%%
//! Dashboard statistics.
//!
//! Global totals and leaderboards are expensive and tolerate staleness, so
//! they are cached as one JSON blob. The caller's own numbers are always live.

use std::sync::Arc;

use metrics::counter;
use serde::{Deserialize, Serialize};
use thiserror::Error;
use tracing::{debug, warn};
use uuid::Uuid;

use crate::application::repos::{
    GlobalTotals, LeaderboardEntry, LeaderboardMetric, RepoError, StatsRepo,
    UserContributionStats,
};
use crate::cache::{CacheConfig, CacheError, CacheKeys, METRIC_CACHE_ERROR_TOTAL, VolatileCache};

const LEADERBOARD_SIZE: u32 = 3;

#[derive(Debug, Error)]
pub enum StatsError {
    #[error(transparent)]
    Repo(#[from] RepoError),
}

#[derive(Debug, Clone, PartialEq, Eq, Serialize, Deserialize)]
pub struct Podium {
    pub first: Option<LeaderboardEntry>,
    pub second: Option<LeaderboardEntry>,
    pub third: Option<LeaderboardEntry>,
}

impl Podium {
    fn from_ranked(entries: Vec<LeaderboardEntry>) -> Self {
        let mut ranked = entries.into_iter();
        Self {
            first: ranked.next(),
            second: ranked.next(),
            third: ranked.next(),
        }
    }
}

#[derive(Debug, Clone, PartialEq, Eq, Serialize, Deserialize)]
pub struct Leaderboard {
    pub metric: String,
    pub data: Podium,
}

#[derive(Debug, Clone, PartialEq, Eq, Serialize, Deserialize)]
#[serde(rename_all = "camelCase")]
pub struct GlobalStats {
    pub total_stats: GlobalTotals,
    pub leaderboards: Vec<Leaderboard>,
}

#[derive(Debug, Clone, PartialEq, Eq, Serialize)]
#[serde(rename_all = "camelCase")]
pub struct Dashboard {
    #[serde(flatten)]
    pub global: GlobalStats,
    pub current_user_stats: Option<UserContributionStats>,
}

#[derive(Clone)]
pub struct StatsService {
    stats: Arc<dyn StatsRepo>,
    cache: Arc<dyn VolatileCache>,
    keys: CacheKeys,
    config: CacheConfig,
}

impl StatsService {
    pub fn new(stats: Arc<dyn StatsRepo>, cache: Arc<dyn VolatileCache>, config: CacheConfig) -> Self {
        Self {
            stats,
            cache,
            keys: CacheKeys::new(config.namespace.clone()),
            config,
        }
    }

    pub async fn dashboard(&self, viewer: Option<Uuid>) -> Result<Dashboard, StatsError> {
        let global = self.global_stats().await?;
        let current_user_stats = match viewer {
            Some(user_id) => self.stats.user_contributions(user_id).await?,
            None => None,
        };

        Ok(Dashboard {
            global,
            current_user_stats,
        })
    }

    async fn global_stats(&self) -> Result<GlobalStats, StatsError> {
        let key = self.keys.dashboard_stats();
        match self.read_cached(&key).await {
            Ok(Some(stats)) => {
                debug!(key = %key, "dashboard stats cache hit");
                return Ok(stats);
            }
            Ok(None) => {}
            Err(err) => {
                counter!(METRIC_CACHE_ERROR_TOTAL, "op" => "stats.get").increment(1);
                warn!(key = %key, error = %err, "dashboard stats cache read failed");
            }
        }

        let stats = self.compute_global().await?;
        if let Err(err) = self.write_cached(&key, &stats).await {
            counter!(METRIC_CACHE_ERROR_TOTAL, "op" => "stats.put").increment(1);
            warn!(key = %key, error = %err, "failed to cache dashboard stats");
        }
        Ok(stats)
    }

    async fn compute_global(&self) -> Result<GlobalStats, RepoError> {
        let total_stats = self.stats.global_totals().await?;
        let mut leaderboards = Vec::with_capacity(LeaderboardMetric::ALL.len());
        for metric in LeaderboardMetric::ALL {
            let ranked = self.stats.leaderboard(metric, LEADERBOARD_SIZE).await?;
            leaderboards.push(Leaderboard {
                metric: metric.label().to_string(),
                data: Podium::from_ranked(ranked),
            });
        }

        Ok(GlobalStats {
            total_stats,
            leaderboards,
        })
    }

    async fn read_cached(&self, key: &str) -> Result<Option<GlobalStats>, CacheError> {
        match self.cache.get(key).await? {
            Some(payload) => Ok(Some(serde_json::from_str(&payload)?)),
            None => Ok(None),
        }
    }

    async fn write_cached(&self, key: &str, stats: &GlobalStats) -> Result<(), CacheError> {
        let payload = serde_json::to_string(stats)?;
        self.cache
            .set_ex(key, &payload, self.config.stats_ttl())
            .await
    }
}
%%
%%
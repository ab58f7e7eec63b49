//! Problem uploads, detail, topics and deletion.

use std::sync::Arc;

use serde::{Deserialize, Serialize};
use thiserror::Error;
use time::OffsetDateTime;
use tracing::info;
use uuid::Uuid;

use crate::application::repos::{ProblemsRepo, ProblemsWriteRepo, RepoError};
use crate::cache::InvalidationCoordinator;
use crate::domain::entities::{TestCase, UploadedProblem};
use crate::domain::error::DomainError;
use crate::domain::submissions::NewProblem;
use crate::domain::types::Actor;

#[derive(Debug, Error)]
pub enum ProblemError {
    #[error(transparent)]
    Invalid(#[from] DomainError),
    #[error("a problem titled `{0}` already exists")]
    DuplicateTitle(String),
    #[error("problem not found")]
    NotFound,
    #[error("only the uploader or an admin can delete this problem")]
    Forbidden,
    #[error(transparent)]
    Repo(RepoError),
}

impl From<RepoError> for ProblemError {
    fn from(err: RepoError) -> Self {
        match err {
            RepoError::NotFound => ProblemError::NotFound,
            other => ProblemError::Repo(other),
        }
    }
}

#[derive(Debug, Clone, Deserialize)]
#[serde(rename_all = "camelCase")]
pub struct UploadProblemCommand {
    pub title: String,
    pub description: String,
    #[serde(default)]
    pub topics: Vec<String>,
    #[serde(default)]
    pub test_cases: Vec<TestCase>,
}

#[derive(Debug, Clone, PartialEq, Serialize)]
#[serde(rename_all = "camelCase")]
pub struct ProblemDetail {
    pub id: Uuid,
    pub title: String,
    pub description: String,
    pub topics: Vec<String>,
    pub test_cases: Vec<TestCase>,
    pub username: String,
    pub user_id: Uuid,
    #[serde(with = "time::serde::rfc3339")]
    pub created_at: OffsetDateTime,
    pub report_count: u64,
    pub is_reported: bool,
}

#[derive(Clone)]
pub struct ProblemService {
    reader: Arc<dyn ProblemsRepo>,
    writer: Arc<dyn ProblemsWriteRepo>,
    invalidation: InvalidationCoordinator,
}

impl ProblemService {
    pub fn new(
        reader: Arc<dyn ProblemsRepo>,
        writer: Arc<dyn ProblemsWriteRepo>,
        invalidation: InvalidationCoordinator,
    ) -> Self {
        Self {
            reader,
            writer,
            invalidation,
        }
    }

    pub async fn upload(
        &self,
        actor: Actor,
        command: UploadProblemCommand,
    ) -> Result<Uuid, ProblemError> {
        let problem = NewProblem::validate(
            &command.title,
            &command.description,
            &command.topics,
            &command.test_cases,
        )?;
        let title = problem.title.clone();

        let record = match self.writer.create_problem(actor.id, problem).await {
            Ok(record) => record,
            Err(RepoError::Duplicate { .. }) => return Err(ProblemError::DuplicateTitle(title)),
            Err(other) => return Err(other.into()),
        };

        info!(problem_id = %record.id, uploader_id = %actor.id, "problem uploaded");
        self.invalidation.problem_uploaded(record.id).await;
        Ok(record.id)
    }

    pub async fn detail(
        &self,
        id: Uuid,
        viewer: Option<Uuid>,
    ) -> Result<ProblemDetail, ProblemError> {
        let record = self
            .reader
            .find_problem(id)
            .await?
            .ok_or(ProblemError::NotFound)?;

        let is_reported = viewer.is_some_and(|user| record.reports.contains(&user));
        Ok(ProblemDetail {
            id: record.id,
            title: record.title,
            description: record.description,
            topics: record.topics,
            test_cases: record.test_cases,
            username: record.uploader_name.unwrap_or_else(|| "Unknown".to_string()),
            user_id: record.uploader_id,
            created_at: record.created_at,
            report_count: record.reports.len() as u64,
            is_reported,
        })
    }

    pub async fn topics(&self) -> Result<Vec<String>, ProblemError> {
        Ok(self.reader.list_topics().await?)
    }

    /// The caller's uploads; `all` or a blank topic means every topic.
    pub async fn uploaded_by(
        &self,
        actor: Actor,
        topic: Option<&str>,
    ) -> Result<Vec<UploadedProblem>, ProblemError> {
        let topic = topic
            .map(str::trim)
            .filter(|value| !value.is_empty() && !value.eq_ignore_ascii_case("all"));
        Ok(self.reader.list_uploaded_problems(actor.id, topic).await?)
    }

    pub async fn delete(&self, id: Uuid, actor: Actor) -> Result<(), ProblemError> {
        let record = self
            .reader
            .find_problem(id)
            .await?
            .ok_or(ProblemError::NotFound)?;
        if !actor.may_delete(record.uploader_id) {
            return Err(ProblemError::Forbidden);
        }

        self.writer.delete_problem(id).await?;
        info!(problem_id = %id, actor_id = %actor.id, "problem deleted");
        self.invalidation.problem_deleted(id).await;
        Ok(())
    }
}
%%
TASK INSTRUCTIONS: From the entries, copy out each line containing the word "ProblemService".

RESPONSE TO THE TASK:
pub struct ProblemService {
impl ProblemService {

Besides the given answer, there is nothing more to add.